I was diagnosed with Marfan Syndrome as a baby but my Mum says that she was pretty sure that I had it before I was even born due to seeing my long arms and legs on ultrasound scans. She knew she had Marfan because she had inherited it from her Father who unfortunately passed away when she was just 7 years old, he died from an aortic dissection which is a problem associated with Marfan Syndrome. Her brother also had the condition but again he passed away from aortic dissection when he was young as well.

My Grandad holding my Mum and my Uncle

'Joint hypermobility and pains became part of my life.'

When I was born my Mum's suspicions came true as it was clear that I definitely showed some of the signs and symptoms and an ultrasound scan of my heart when I was a toddler confirmed the diagnosis since my aorta was a little too big for my age and size. As I grew up into a seemingly energetic child more symptoms started popping up, joint hypermobility and pains became part of my daily life, I could deal with that though. But, I struggled to deal with the bullying at school. Marfan makes me quite slim, especially my arms and legs, and kids saw that before I did. The comments of 'you look anorexic' began and I tried and tried to explain that I had a rare condition but they didn't listen. Needing days off school for hospital appointments didn't make that side of things any better either and but it finally stopped when my health declined and became more serious.

In the above photos you can see my Marfan features including long limbs and scoliosis (curved spine)

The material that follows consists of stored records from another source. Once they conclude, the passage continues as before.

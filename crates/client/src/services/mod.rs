//! Network services used by the stores.
//!
//! # Services
//!
//! - `auth` - Landing page password login and registration
//! - `plans` - Subscription plan lookups with an in-memory cache
//! - `suggest` - Search suggestions from the Brave suggest API

pub mod auth;
pub mod plans;
pub mod suggest;
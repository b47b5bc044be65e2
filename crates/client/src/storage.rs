//! Durable client storage.
//!
//! A small string key-value store standing in for the browser's local
//! storage. It holds the session token and the staging flag.

use std::collections::BTreeMap;
use std::fs;
use std::io::ErrorKind;
use std::path::PathBuf;
use std::sync::{Mutex, PoisonError};

use thiserror::Error;
use tracing::{debug, warn};

/// Storage keys.
pub mod keys {
    /// Key for the session token.
    pub const TOKEN: &str = "token";

    /// Key for the staging login flag.
    pub const STAGING_AUTHENTICATED: &str = "staging_authenticated";
}

/// Errors that can occur while reading or writing client storage.
#[derive(Debug, Error)]
pub enum StorageError {
    #[error("storage I/O error at {path}: {source}")]
    Io {
        path: PathBuf,
        #[source]
        source: std::io::Error,
    },

    #[error("storage file {path} is corrupt: {source}")]
    Corrupt {
        path: PathBuf,
        #[source]
        source: serde_json::Error,
    },
}

/// String key-value storage that survives restarts.
pub trait ClientStorage: Send + Sync {
    /// Read a value.
    ///
    /// # Errors
    ///
    /// Returns error if the backing store cannot be read.
    fn get(&self, key: &str) -> Result<Option<String>, StorageError>;

    /// Write a value, replacing any previous one.
    ///
    /// # Errors
    ///
    /// Returns error if the backing store cannot be written.
    fn set(&self, key: &str, value: &str) -> Result<(), StorageError>;

    /// Remove a value. Removing a missing key is not an error.
    ///
    /// # Errors
    ///
    /// Returns error if the backing store cannot be written.
    fn remove(&self, key: &str) -> Result<(), StorageError>;
}

/// In-memory storage; contents are lost when dropped.
#[derive(Debug, Default)]
pub struct MemoryStorage {
    values: Mutex<BTreeMap<String, String>>,
}

impl MemoryStorage {
    #[must_use]
    pub fn new() -> Self {
        Self::default()
    }
}

impl ClientStorage for MemoryStorage {
    fn get(&self, key: &str) -> Result<Option<String>, StorageError> {
        let values = self.values.lock().unwrap_or_else(PoisonError::into_inner);
        Ok(values.get(key).cloned())
    }

    fn set(&self, key: &str, value: &str) -> Result<(), StorageError> {
        self.values
            .lock()
            .unwrap_or_else(PoisonError::into_inner)
            .insert(key.to_owned(), value.to_owned());
        Ok(())
    }

    fn remove(&self, key: &str) -> Result<(), StorageError> {
        self.values
            .lock()
            .unwrap_or_else(PoisonError::into_inner)
            .remove(key);
        Ok(())
    }
}

/// Storage persisted as a JSON object in a single file.
///
/// Every write rewrites the whole file through a sibling temp file and a
/// rename, so readers see either the old or the new contents. A corrupt file
/// is replaced wholesale by the next write.
#[derive(Debug)]
pub struct FileStorage {
    path: PathBuf,
    lock: Mutex<()>,
}

impl FileStorage {
    #[must_use]
    pub fn new(path: impl Into<PathBuf>) -> Self {
        Self {
            path: path.into(),
            lock: Mutex::new(()),
        }
    }

    fn read(&self) -> Result<BTreeMap<String, String>, StorageError> {
        let contents = match fs::read_to_string(&self.path) {
            Ok(contents) => contents,
            Err(e) if e.kind() == ErrorKind::NotFound => return Ok(BTreeMap::new()),
            Err(source) => {
                return Err(StorageError::Io {
                    path: self.path.clone(),
                    source,
                });
            }
        };
        serde_json::from_str(&contents).map_err(|source| StorageError::Corrupt {
            path: self.path.clone(),
            source,
        })
    }

    fn write(&self, values: &BTreeMap<String, String>) -> Result<(), StorageError> {
        let io_err = |source| StorageError::Io {
            path: self.path.clone(),
            source,
        };
        if let Some(parent) = self.path.parent().filter(|p| !p.as_os_str().is_empty()) {
            fs::create_dir_all(parent).map_err(io_err)?;
        }
        let contents = serde_json::to_string_pretty(values).map_err(|source| {
            StorageError::Corrupt {
                path: self.path.clone(),
                source,
            }
        })?;
        let tmp = self.path.with_extension("tmp");
        fs::write(&tmp, contents).map_err(io_err)?;
        fs::rename(&tmp, &self.path).map_err(io_err)?;
        debug!(path = %self.path.display(), "client storage written");
        Ok(())
    }

    fn update(
        &self,
        apply: impl FnOnce(&mut BTreeMap<String, String>),
    ) -> Result<(), StorageError> {
        let _guard = self.lock.lock().unwrap_or_else(PoisonError::into_inner);
        let mut values = match self.read() {
            Err(StorageError::Corrupt { path, source }) => {
                warn!(path = %path.display(), error = %source, "discarding corrupt client storage");
                BTreeMap::new()
            }
            other => other?,
        };
        apply(&mut values);
        self.write(&values)
    }
}

impl ClientStorage for FileStorage {
    fn get(&self, key: &str) -> Result<Option<String>, StorageError> {
        let _guard = self.lock.lock().unwrap_or_else(PoisonError::into_inner);
        Ok(self.read()?.remove(key))
    }

    fn set(&self, key: &str, value: &str) -> Result<(), StorageError> {
        self.update(|values| {
            values.insert(key.to_owned(), value.to_owned());
        })
    }

    fn remove(&self, key: &str) -> Result<(), StorageError> {
        self.update(|values| {
            values.remove(key);
        })
    }
}

#[cfg(test)]
#[allow(clippy::unwrap_used)]
mod tests {
    use super::*;

    fn temp_path(name: &str) -> PathBuf {
        std::env::temp_dir()
            .join(format!("newtab-storage-{}-{name}", std::process::id()))
            .join("storage.json")
    }

    #[test]
    fn test_memory_storage() {
        let storage = MemoryStorage::new();
        assert_eq!(storage.get(keys::TOKEN).unwrap(), None);
        storage.set(keys::TOKEN, "tok_1").unwrap();
        assert_eq!(storage.get(keys::TOKEN).unwrap().as_deref(), Some("tok_1"));
        storage.remove(keys::TOKEN).unwrap();
        assert_eq!(storage.get(keys::TOKEN).unwrap(), None);
    }

    #[test]
    fn test_file_storage_persists_across_instances() {
        let path = temp_path("persist");
        let _ = fs::remove_file(&path);

        FileStorage::new(&path).set(keys::TOKEN, "tok_1").unwrap();
        FileStorage::new(&path)
            .set(keys::STAGING_AUTHENTICATED, "true")
            .unwrap();

        let reopened = FileStorage::new(&path);
        assert_eq!(reopened.get(keys::TOKEN).unwrap().as_deref(), Some("tok_1"));
        assert_eq!(
            reopened.get(keys::STAGING_AUTHENTICATED).unwrap().as_deref(),
            Some("true")
        );

        reopened.remove(keys::TOKEN).unwrap();
        assert_eq!(FileStorage::new(&path).get(keys::TOKEN).unwrap(), None);

        let _ = fs::remove_dir_all(path.parent().unwrap());
    }

    #[test]
    fn test_file_storage_missing_file_is_empty() {
        let storage = FileStorage::new(temp_path("missing"));
        assert_eq!(storage.get(keys::TOKEN).unwrap(), None);
    }

    #[test]
    fn test_file_storage_corrupt_file() {
        let path = temp_path("corrupt");
        fs::create_dir_all(path.parent().unwrap()).unwrap();
        fs::write(&path, "not json").unwrap();

        let err = FileStorage::new(&path).get(keys::TOKEN).unwrap_err();
        assert!(matches!(err, StorageError::Corrupt { .. }));

        let _ = fs::remove_dir_all(path.parent().unwrap());
    }

    #[test]
    fn test_file_storage_write_replaces_corrupt_file() {
        let path = temp_path("repair");
        fs::create_dir_all(path.parent().unwrap()).unwrap();
        fs::write(&path, r#"{"token": "tok_"#).unwrap();

        let storage = FileStorage::new(&path);
        storage.remove(keys::TOKEN).unwrap();
        assert_eq!(storage.get(keys::TOKEN).unwrap(), None);

        storage.set(keys::STAGING_AUTHENTICATED, "true").unwrap();
        assert_eq!(
            storage.get(keys::STAGING_AUTHENTICATED).unwrap().as_deref(),
            Some("true")
        );
        assert!(!path.with_extension("tmp").exists());

        let _ = fs::remove_dir_all(path.parent().unwrap());
    }
}
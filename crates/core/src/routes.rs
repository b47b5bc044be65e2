//! Client route table.
//!
//! Every page of the client application is a [`Route`]. Each route declares
//! who may visit it through its [`Access`] rule; the route guard in the client
//! crate enforces those rules.

use core::fmt;
use core::str::FromStr;

/// Who may visit a route.
#[derive(Debug, Clone, Copy, PartialEq, Eq)]
pub enum Access {
    /// Anyone.
    Public,
    /// Only authenticated sessions with a resolved profile.
    RequiresAuth,
    /// Only unauthenticated visitors (login, signup).
    GuestOnly,
}

/// A page of the client application.
#[derive(Debug, Clone, Copy, PartialEq, Eq, Hash)]
pub enum Route {
    Home,
    Plans,
    Confirm,
    Settings,
    Login,
    Signup,
    StagingLogin,
}

/// Error returned when a path does not match any route.
#[derive(Debug, Clone, PartialEq, Eq, thiserror::Error)]
#[error("no route matches path {0:?}")]
pub struct UnknownRoute(pub String);

impl Route {
    /// All routes, in table order.
    pub const ALL: [Self; 7] = [
        Self::Home,
        Self::Plans,
        Self::Confirm,
        Self::Settings,
        Self::Login,
        Self::Signup,
        Self::StagingLogin,
    ];

    #[must_use]
    pub const fn path(self) -> &'static str {
        match self {
            Self::Home => "/",
            Self::Plans => "/plans",
            Self::Confirm => "/confirm",
            Self::Settings => "/settings",
            Self::Login => "/login",
            Self::Signup => "/signup",
            Self::StagingLogin => "/staging-login",
        }
    }

    #[must_use]
    pub const fn access(self) -> Access {
        match self {
            Self::Home | Self::Plans | Self::StagingLogin => Access::Public,
            Self::Confirm | Self::Settings => Access::RequiresAuth,
            Self::Login | Self::Signup => Access::GuestOnly,
        }
    }

    /// Resolve a location to a route.
    ///
    /// Query strings, fragments and a trailing slash are ignored.
    ///
    /// # Errors
    ///
    /// Returns [`UnknownRoute`] if no route has this path.
    pub fn from_path(location: &str) -> Result<Self, UnknownRoute> {
        let path = location
            .split(['?', '#'])
            .next()
            .unwrap_or_default();
        let trimmed = match path.trim_end_matches('/') {
            "" => "/",
            other => other,
        };
        Self::ALL
            .into_iter()
            .find(|route| route.path() == trimmed)
            .ok_or_else(|| UnknownRoute(location.to_owned()))
    }
}

impl fmt::Display for Route {
    fn fmt(&self, f: &mut fmt::Formatter<'_>) -> fmt::Result {
        f.write_str(self.path())
    }
}

impl FromStr for Route {
    type Err = UnknownRoute;

    fn from_str(s: &str) -> Result<Self, Self::Err> {
        Self::from_path(s)
    }
}

#[cfg(test)]
#[allow(clippy::unwrap_used)]
mod tests {
    use super::*;

    #[test]
    fn test_from_path_roundtrips_table() {
        for route in Route::ALL {
            assert_eq!(Route::from_path(route.path()).unwrap(), route);
        }
    }

    #[test]
    fn test_from_path_ignores_query_and_trailing_slash() {
        assert_eq!(Route::from_path("/settings/").unwrap(), Route::Settings);
        assert_eq!(Route::from_path("/plans?ref=nav#top").unwrap(), Route::Plans);
        assert_eq!(Route::from_path("").unwrap(), Route::Home);
    }

    #[test]
    fn test_from_path_unknown() {
        assert_eq!(
            Route::from_path("/admin"),
            Err(UnknownRoute("/admin".to_string()))
        );
    }

    #[test]
    fn test_access_rules() {
        assert_eq!(Route::Settings.access(), Access::RequiresAuth);
        assert_eq!(Route::Confirm.access(), Access::RequiresAuth);
        assert_eq!(Route::Login.access(), Access::GuestOnly);
        assert_eq!(Route::Signup.access(), Access::GuestOnly);
        assert_eq!(Route::Home.access(), Access::Public);
        assert_eq!(Route::StagingLogin.access(), Access::Public);
    }
}
//! newtab backend API client.
//!
//! [`ApiClient`] is a thin wrapper over a [`Transport`]: it builds requests
//! from the path builders in [`newtab_core::api`], injects the session's
//! bearer token and decodes JSON bodies. Endpoints whose status codes carry
//! meaning for the caller (`GET /user/{id}`, `POST /create_user`) return the
//! raw [`ApiResponse`]; the others return decoded records.

mod error;
mod transport;

use std::sync::Arc;

use newtab_core::api;
use newtab_core::{
    AuthResponse, Confirmation, ConfirmRequest, CreateUserRequest, CurrentUserResponse, Email,
    Link, Plan, PlanId, Settings, UserId,
};
use reqwest::Method;
use secrecy::SecretString;
use serde::de::DeserializeOwned;
use serde_json::Value;
use tracing::instrument;

pub use error::ApiError;
pub use transport::{ApiRequest, ApiResponse, ReqwestTransport, Transport};

/// Client for the newtab backend.
///
/// Cheap to clone; clones share the underlying transport but carry their own
/// token.
pub struct ApiClient<T: Transport = ReqwestTransport> {
    transport: Arc<T>,
    token: Option<SecretString>,
}

impl<T: Transport> Clone for ApiClient<T> {
    fn clone(&self) -> Self {
        Self {
            transport: Arc::clone(&self.transport),
            token: self.token.clone(),
        }
    }
}

impl<T: Transport> ApiClient<T> {
    /// Create a client without a session token.
    #[must_use]
    pub fn new(transport: T) -> Self {
        Self {
            transport: Arc::new(transport),
            token: None,
        }
    }

    /// A clone of this client that authenticates with `token`.
    #[must_use]
    pub fn with_token(&self, token: SecretString) -> Self {
        Self {
            transport: Arc::clone(&self.transport),
            token: Some(token),
        }
    }

    pub fn set_token(&mut self, token: SecretString) {
        self.token = Some(token);
    }

    pub fn clear_token(&mut self) {
        self.token = None;
    }

    #[must_use]
    pub const fn has_token(&self) -> bool {
        self.token.is_some()
    }

    #[must_use]
    pub fn transport(&self) -> &T {
        &self.transport
    }

    /// Send a request with the session token attached. The status is not checked.
    ///
    /// # Errors
    ///
    /// Returns error if the transport fails.
    pub async fn request(
        &self,
        method: Method,
        path: &str,
        body: Option<Value>,
    ) -> Result<ApiResponse, ApiError> {
        let mut request = ApiRequest::new(method, path);
        request.body = body;
        request.bearer.clone_from(&self.token);
        self.transport.send(request).await
    }

    async fn get_json<R: DeserializeOwned>(&self, path: &str) -> Result<R, ApiError> {
        self.request(Method::GET, path, None)
            .await?
            .error_for_status()?
            .json()
    }

    async fn post_json<R: DeserializeOwned>(&self, path: &str, body: Value) -> Result<R, ApiError> {
        self.request(Method::POST, path, Some(body))
            .await?
            .error_for_status()?
            .json()
    }

    // =========================================================================
    // Users
    // =========================================================================

    /// `GET /user/{id}`; 200 carries a [`newtab_core::UserRecord`], 404 means unknown.
    ///
    /// # Errors
    ///
    /// Returns error if the transport fails.
    #[instrument(skip(self))]
    pub async fn get_user(&self, user_id: &UserId) -> Result<ApiResponse, ApiError> {
        self.request(Method::GET, &api::user(user_id), None).await
    }

    /// `POST /create_user`; any 2xx carries the created [`newtab_core::UserRecord`].
    ///
    /// # Errors
    ///
    /// Returns error if the transport fails or the body cannot be encoded.
    #[instrument(skip(self, request), fields(user_id = %request.user_id))]
    pub async fn create_user(&self, request: &CreateUserRequest) -> Result<ApiResponse, ApiError> {
        let body = serde_json::to_value(request)?;
        self.request(Method::POST, api::CREATE_USER, Some(body)).await
    }

    /// `GET /user/me`, the user bound to the session token.
    ///
    /// # Errors
    ///
    /// Returns error if the transport fails.
    #[instrument(skip(self))]
    pub async fn current_user(&self) -> Result<ApiResponse, ApiError> {
        self.request(Method::GET, api::CURRENT_USER, None).await
    }

    /// `GET /user/{id}/links`.
    ///
    /// # Errors
    ///
    /// Returns error if the request fails, the status is not 2xx, or the body is malformed.
    #[instrument(skip(self))]
    pub async fn user_links(&self, user_id: &UserId) -> Result<Vec<Link>, ApiError> {
        self.get_json(&api::user_links(user_id)).await
    }

    /// `GET /user/{id}/settings`.
    ///
    /// # Errors
    ///
    /// Returns error if the request fails, the status is not 2xx, or the body is malformed.
    #[instrument(skip(self))]
    pub async fn user_settings(&self, user_id: &UserId) -> Result<Settings, ApiError> {
        self.get_json(&api::user_settings(user_id)).await
    }

    /// Decode a [`CurrentUserResponse`] from a `GET /user/me` response.
    ///
    /// # Errors
    ///
    /// Returns error if the body is malformed.
    pub fn decode_current_user(response: &ApiResponse) -> Result<CurrentUserResponse, ApiError> {
        response.json()
    }

    // =========================================================================
    // Plans
    // =========================================================================

    /// `GET /plan/{planId}`.
    ///
    /// # Errors
    ///
    /// Returns error if the request fails, the status is not 2xx, or the body is malformed.
    #[instrument(skip(self))]
    pub async fn get_plan(&self, plan_id: &PlanId) -> Result<Plan, ApiError> {
        self.get_json(&api::plan(plan_id)).await
    }

    /// `POST /confirm`.
    ///
    /// # Errors
    ///
    /// Returns error if the request fails, the status is not 2xx, or the body is malformed.
    #[instrument(skip(self))]
    pub async fn confirm_subscription(&self, email: &Email) -> Result<Confirmation, ApiError> {
        let body = serde_json::to_value(ConfirmRequest {
            email: email.clone(),
        })?;
        self.post_json(api::CONFIRM_SUBSCRIPTION, body).await
    }

    // =========================================================================
    // Landing page auth
    // =========================================================================

    /// `POST /api/auth/login` or `/api/auth/register` with email and password.
    ///
    /// Returns the raw response so callers can map rejection statuses.
    ///
    /// # Errors
    ///
    /// Returns error if the transport fails.
    #[instrument(skip(self, password))]
    pub async fn password_auth(
        &self,
        path: &str,
        email: &Email,
        password: &str,
    ) -> Result<ApiResponse, ApiError> {
        let body = serde_json::json!({ "email": email, "password": password });
        self.request(Method::POST, path, Some(body)).await
    }

    /// Decode an [`AuthResponse`] from a successful login or register response.
    ///
    /// # Errors
    ///
    /// Returns error if the body is malformed.
    pub fn decode_auth(response: &ApiResponse) -> Result<AuthResponse, ApiError> {
        response.json()
    }
}
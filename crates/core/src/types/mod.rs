//! Core types for newtab.
//!
//! This module provides type-safe wrappers for domain concepts and the wire
//! records exchanged with the backend.

pub mod email;
pub mod id;
pub mod plan;
pub mod settings;
pub mod user;

pub use email::{Email, EmailError};
pub use id::*;
pub use plan::{Confirmation, ConfirmRequest, Plan};
pub use settings::Settings;
pub use user::{
    AuthResponse, CreateUserRequest, CurrentUser, CurrentUserResponse, IdentityUser, Link,
    UserProfile, UserRecord,
};
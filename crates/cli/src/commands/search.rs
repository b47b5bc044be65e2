//! Search commands.

use newtab_client::ClientConfig;
use newtab_client::services::suggest::SuggestClient;
use newtab_core::search::{self, SEARCH_ENGINES};
use newtab_core::{SearchEngine, Settings};
use tracing::{debug, info};

use super::{CommandError, bootstrap, open};

/// List the built-in engines; the first is the default.
pub fn engines() {
    for engine in SEARCH_ENGINES {
        info!(name = engine.name, icon = engine.icon, url = engine.url, "Engine");
    }
}

/// Build the search URL for `query`.
///
/// Without an explicit engine, a signed-in user's preference is used, falling
/// back to the default engine.
///
/// # Errors
///
/// Returns an error if the named engine does not exist.
pub async fn search(
    config: &ClientConfig,
    query: &str,
    engine: Option<&str>,
) -> Result<(), Box<dyn std::error::Error>> {
    let engine = match engine {
        Some(name) => {
            search::find(name).ok_or_else(|| CommandError::UnknownEngine(name.to_owned()))?
        }
        None => preferred_engine(config).await,
    };

    info!(engine = engine.name, url = %engine.query_url(query), "Search");
    Ok(())
}

async fn preferred_engine(config: &ClientConfig) -> &'static SearchEngine {
    let Ok(mut state) = open(config) else {
        return search::default_engine();
    };
    if !state.session().is_authenticated() {
        return search::default_engine();
    }
    if let Err(e) = bootstrap(&mut state).await {
        debug!(error = %e, "Using default engine");
        return search::default_engine();
    }
    state
        .settings()
        .settings()
        .map_or_else(search::default_engine, Settings::search_engine)
}

/// Fetch suggestions for a partial query.
///
/// # Errors
///
/// Returns an error if suggestions are not configured or the request fails.
pub async fn suggest(config: &ClientConfig, query: &str) -> Result<(), Box<dyn std::error::Error>> {
    let suggest = config.suggest.as_ref().ok_or(CommandError::SuggestDisabled)?;
    let client = SuggestClient::new(suggest)?;

    let response = client.suggestions(query).await?;
    for suggestion in response.results {
        info!(query = %suggestion.query, "Suggestion");
    }
    Ok(())
}
//! newtab Core - Shared types library.
//!
//! This crate provides the types used across all newtab components:
//! - `client` - Session, user and settings stores, route guard, API client
//! - `cli` - Command-line driver for the client library
//!
//! # Architecture
//!
//! The core crate contains only types and static tables - no I/O, no HTTP
//! clients. This keeps it lightweight and allows it to be used anywhere.
//!
//! # Modules
//!
//! - [`types`] - Newtype IDs, emails, user/plan/settings records
//! - [`api`] - Backend API path builders
//! - [`routes`] - Client route table and access rules
//! - [`search`] - Built-in search engine table

#![cfg_attr(not(test), forbid(unsafe_code))]

pub mod api;
pub mod routes;
pub mod search;
pub mod types;

pub use routes::{Access, Route, UnknownRoute};
pub use search::SearchEngine;
pub use types::*;
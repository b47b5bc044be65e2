//! Staging deployment gate.
//!
//! Staging builds hide every page behind a shared password. Entering it on
//! the staging login page sets a flag in durable client storage; until then
//! every other route redirects to the staging login page. This gate is
//! independent of the user session.

use std::sync::Arc;

use newtab_core::Route;
use secrecy::SecretString;
use thiserror::Error;
use tracing::{info, warn};

use crate::config::{StagingConfig, staging_password_matches};
use crate::guard::Navigation;
use crate::storage::{ClientStorage, StorageError, keys};

/// Errors that can occur during staging login.
#[derive(Debug, Error)]
pub enum StagingError {
    /// Staging mode is off; there is nothing to log in to.
    #[error("staging mode is disabled")]
    Disabled,

    #[error("incorrect staging password")]
    IncorrectPassword,

    #[error("storage error: {0}")]
    Storage(#[from] StorageError),
}

/// The staging gate.
pub struct StagingGate {
    enabled: bool,
    password: Option<SecretString>,
    storage: Arc<dyn ClientStorage>,
}

impl StagingGate {
    #[must_use]
    pub fn new(config: &StagingConfig, storage: Arc<dyn ClientStorage>) -> Self {
        Self {
            enabled: config.enabled,
            password: config.password.clone(),
            storage,
        }
    }

    /// Whether the staging flag is set. Unreadable storage counts as unset.
    #[must_use]
    pub fn is_unlocked(&self) -> bool {
        match self.storage.get(keys::STAGING_AUTHENTICATED) {
            Ok(flag) => flag.as_deref() == Some("true"),
            Err(e) => {
                warn!(error = %e, "staging flag unreadable");
                false
            }
        }
    }

    /// Decide whether navigation to `to` must be diverted to the staging login.
    ///
    /// Returns `None` when the gate lets the navigation through to the route guard.
    #[must_use]
    pub fn check(&self, to: Route) -> Option<Navigation> {
        if !self.enabled || to == Route::StagingLogin || self.is_unlocked() {
            return None;
        }
        Some(Navigation::Redirect(Route::StagingLogin))
    }

    /// Unlock the gate with the staging password.
    ///
    /// # Errors
    ///
    /// Returns error if staging mode is off, the password is wrong, or the
    /// flag cannot be persisted.
    pub fn login(&self, candidate: &str) -> Result<(), StagingError> {
        let expected = match (&self.password, self.enabled) {
            (Some(expected), true) => expected,
            _ => return Err(StagingError::Disabled),
        };
        if !staging_password_matches(expected, candidate) {
            warn!("staging login rejected");
            return Err(StagingError::IncorrectPassword);
        }
        self.storage.set(keys::STAGING_AUTHENTICATED, "true")?;
        info!("staging gate unlocked");
        Ok(())
    }

    /// Clear the staging flag.
    ///
    /// # Errors
    ///
    /// Returns error if the flag cannot be removed.
    pub fn lock(&self) -> Result<(), StorageError> {
        self.storage.remove(keys::STAGING_AUTHENTICATED)
    }
}

#[cfg(test)]
#[allow(clippy::unwrap_used)]
mod tests {
    use super::*;
    use crate::storage::MemoryStorage;

    const PASSWORD: &str = "tB7!kq2#Lw9zR";

    fn gate(enabled: bool) -> StagingGate {
        let config = StagingConfig {
            enabled,
            password: enabled.then(|| SecretString::from(PASSWORD)),
        };
        StagingGate::new(&config, Arc::new(MemoryStorage::new()))
    }

    #[test]
    fn test_disabled_gate_never_redirects() {
        let gate = gate(false);
        for route in Route::ALL {
            assert_eq!(gate.check(route), None);
        }
    }

    #[test]
    fn test_locked_gate_redirects_home_to_staging_login() {
        let gate = gate(true);
        assert_eq!(
            gate.check(Route::from_path("/").unwrap()),
            Some(Navigation::Redirect(Route::StagingLogin))
        );
        assert_eq!(
            gate.check(Route::Login),
            Some(Navigation::Redirect(Route::StagingLogin))
        );
    }

    #[test]
    fn test_staging_login_page_is_always_reachable() {
        assert_eq!(gate(true).check(Route::StagingLogin), None);
    }

    #[test]
    fn test_login_unlocks_gate() {
        let gate = gate(true);
        gate.login(PASSWORD).unwrap();
        assert!(gate.is_unlocked());
        assert_eq!(gate.check(Route::Home), None);

        gate.lock().unwrap();
        assert!(!gate.is_unlocked());
    }

    #[test]
    fn test_wrong_password_keeps_gate_locked() {
        let gate = gate(true);
        assert!(matches!(
            gate.login("guess"),
            Err(StagingError::IncorrectPassword)
        ));
        assert!(!gate.is_unlocked());
    }

    #[test]
    fn test_login_when_disabled() {
        assert!(matches!(gate(false).login(PASSWORD), Err(StagingError::Disabled)));
    }
}
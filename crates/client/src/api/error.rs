//! API client error types.

use reqwest::StatusCode;
use thiserror::Error;

/// Errors that can occur when talking to the newtab backend.
#[derive(Debug, Error)]
pub enum ApiError {
    /// HTTP request failed before a response was received.
    #[error("HTTP error: {0}")]
    Http(#[from] reqwest::Error),

    /// The backend answered with a status the caller did not expect.
    #[error("API error: {status} - {message}")]
    Status { status: StatusCode, message: String },

    /// The response body could not be decoded.
    #[error("decode error: {0}")]
    Decode(#[from] serde_json::Error),

    /// The configured base URL cannot be used to build request URLs.
    #[error("invalid base URL: {0}")]
    InvalidBaseUrl(String),
}

impl ApiError {
    /// The HTTP status carried by this error, if any.
    #[must_use]
    pub fn status(&self) -> Option<StatusCode> {
        match self {
            Self::Status { status, .. } => Some(*status),
            Self::Http(e) => e.status(),
            Self::Decode(_) | Self::InvalidBaseUrl(_) => None,
        }
    }
}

'I was booked in for spinal fusion surgery where they would use metal rods and screws to straighten my spine.'

When I was a young teenager I was diagnosed with Scoliosis, this is the sideways curvature of the spine, at first my curve was only 27 degrees which was mild and manageable. It was monitored with regular x-rays but suddenly when I was 15 and starting my second GCSE year my back pain got considerably worse. I was booked in for spinal fusion surgery where they would use metal rods and screws to straighten my spine. My surgery date was just after my GCSEs had finished so I could have the surgery and be recovered enough to start my A Levels in September, that didn't go quite to plan though. I went into hospital the night before and everything went forward as it should, having blood taken etc. However, when I woke in the morning things went downhill. At first we were told that my surgery would be delayed due to my surgeon having a personal incident to deal with, I was meant to be first on the list and it was around midday by the time we were being told this. Hours went by and as far as we were aware the surgery would be going ahead, just a little later than expected. Then a messenger arrived to tell me that the surgery was cancelled because the anaesthetists were concerned about my heart problems. The heart problems that they were informed about at my pre-op assessment, problems that they said weren't an issue and they were happy to proceed. Suddenly they were speaking like they had never even heard of my heart problems before though and requested that I see my cardiologist before we even set another date. I was only 15 at the time, in tons of pain, extremely hungry after not eating for about 18 hours and all I wanted was the surgery I'd came for. Tears followed,  a lot of tears but there was nothing I could do and I knew that it was unlikely I'd get my surgery before school started again.

I was given a new surgery date for the start of December which meant that I would need to take at least about 6 weeks off school to recover, not ideal but I was ready to try and get through it all. This time round things went to plan and I was taken down to surgery at about 1pm and was in recovery at about 7pm, heading to the High Dependency Unit soon after. I wrote a diary style post all about the week I spent in hospital that goes into detail about standing up for the first time, walking again etc. Unfortunately that week in hospital didn't go as smooth as we expected though as on Day 7 I started having problems. I woke up during the night with excruciating pains in my right leg, I had never experienced pain like it and I was crying my eyes out. I saw the physio about it and they iced my leg and gave me some exercises to do, assuming that it was probably a soft tissue problem, unrelated to the surgery basically. The pain was worse when sitting and standing so my recovery went backwards, I was certain that the pain was nerve related but my surgeon didn't agree at the time.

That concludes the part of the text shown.